EARTHRIDE - Something Wicked


Vengono dagli Stati Uniti d'America questi Earthride, per la precisione dal Maryland e sono attivi dal 1997. Questo "Something Wicked" è il loro terzo lavoro in studio e giunge a distanza di cinque anni dal precedente "Vampire Circus". Da un punto di vista strettamente musicale, la band americana assesta le proprie radici nel classico doom metal, ispirandosi ai Black Sabbath più cupi ed oscuri, con una netta predilizione per il mitico Ozzy Osbourne, ma nel proseguo vengono vuori anche tracce molto tipiche degli Electric Wizard, ma anche qualcosa tendente verso lo stoner. Poi ci sono le singolarità. Immaginatevi infatti Lemmy alla voce dei Black Sabbath di "Paranoid" o "Sabbath Bloody Sabbath" ed ecco che il gioco, attenzione, con le dovute proporzioni, è fatto.

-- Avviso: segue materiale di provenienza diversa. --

use crate::decode::{DecodeError, decode_image_payload};
use crate::error::ApiError;
use crate::messages::UploadImageRequest;
use axum::{
    Json,
    body::Bytes,
    extract::{FromRequest, Multipart, Request},
    http::header::CONTENT_TYPE,
};

/// Multipart field that carries the uploaded image.
pub const IMAGE_FIELD: &str = "image";

/// The three accepted shapes of an uploaded frame, resolved from the request
/// content type before any handler code runs.
#[derive(Debug)]
pub enum UploadPayload {
    /// `multipart/form-data` with an `image` file field.
    Multipart(Bytes),
    /// Any other content type: the body is the image.
    Raw(Bytes),
    /// `application/json` of the form `{"image": "<base64 or data URL>"}`.
    Json(String),
}

impl UploadPayload {
    pub fn source(&self) -> &'static str {
        match self {
            UploadPayload::Multipart(_) => "multipart",
            UploadPayload::Raw(_) => "raw body",
            UploadPayload::Json(_) => "json",
        }
    }

    pub fn into_image(self) -> Result<Vec<u8>, DecodeError> {
        match self {
            UploadPayload::Multipart(bytes) | UploadPayload::Raw(bytes) => Ok(bytes.to_vec()),
            UploadPayload::Json(encoded) => decode_image_payload(&encoded),
        }
    }
}

impl<S: Send + Sync> FromRequest<S> for UploadPayload {
    type Rejection = ApiError;

    async fn from_request(req: Request, state: &S) -> Result<Self, Self::Rejection> {
        let content_type = req
            .headers()
            .get(CONTENT_TYPE)
            .and_then(|value| value.to_str().ok())
            .unwrap_or_default()
            .to_ascii_lowercase();

        if content_type.starts_with("multipart/form-data") {
            let mut multipart = Multipart::from_request(req, state)
                .await
                .map_err(|e| ApiError::Input(e.body_text()))?;

            while let Some(field) = multipart
                .next_field()
                .await
                .map_err(|e| ApiError::Input(e.body_text()))?
            {
                if field.name() != Some(IMAGE_FIELD) {
                    continue;
                }

                let bytes = field
                    .bytes()
                    .await
                    .map_err(|e| ApiError::Input(e.body_text()))?;

                if bytes.is_empty() {
                    return Err(ApiError::NoImageData);
                }
                return Ok(UploadPayload::Multipart(bytes));
            }

            return Err(ApiError::NoImageData);
        }

        if content_type.starts_with("application/json") {
            let Json(body) = Json::<UploadImageRequest>::from_request(req, state)
                .await
                .map_err(|e| ApiError::Input(e.body_text()))?;

            return body
                .image
                .filter(|image| !image.trim().is_empty())
                .map(UploadPayload::Json)
                .ok_or(ApiError::NoImageData);
        }

        let body = Bytes::from_request(req, state)
            .await
            .map_err(|e| ApiError::Input(e.body_text()))?;

        if body.is_empty() {
            return Err(ApiError::NoImageData);
        }
        Ok(UploadPayload::Raw(body))
    }
}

Il disco onestamente non è esaltante, non è butto, però onestamente al giorno d'oggi c'è davvero di meglio e la cosa che fa davvero più male, è che questo gruppo poteva fare davvero molto, ma molto di più. Brani sono molto cupi ed oscuri, non vedono mai un momento di luce. Certamente questo è l'intento del gruppo e dello stesso genere se vogliamo, ma manca il giusto entusiamo e la giusta grinta, mancano gli elementi carismatici che potevano rendere attrattico un disco che a conti fatti risulta troppo pesante ed indigeribile, con momenti trandizionali ed a volte più estremi che finiscono per rovinare quel poco di buono che c'è nel disco. Le doti tecniche sono relative e la produzione francamente è davvero mediocre, come questo album del resto.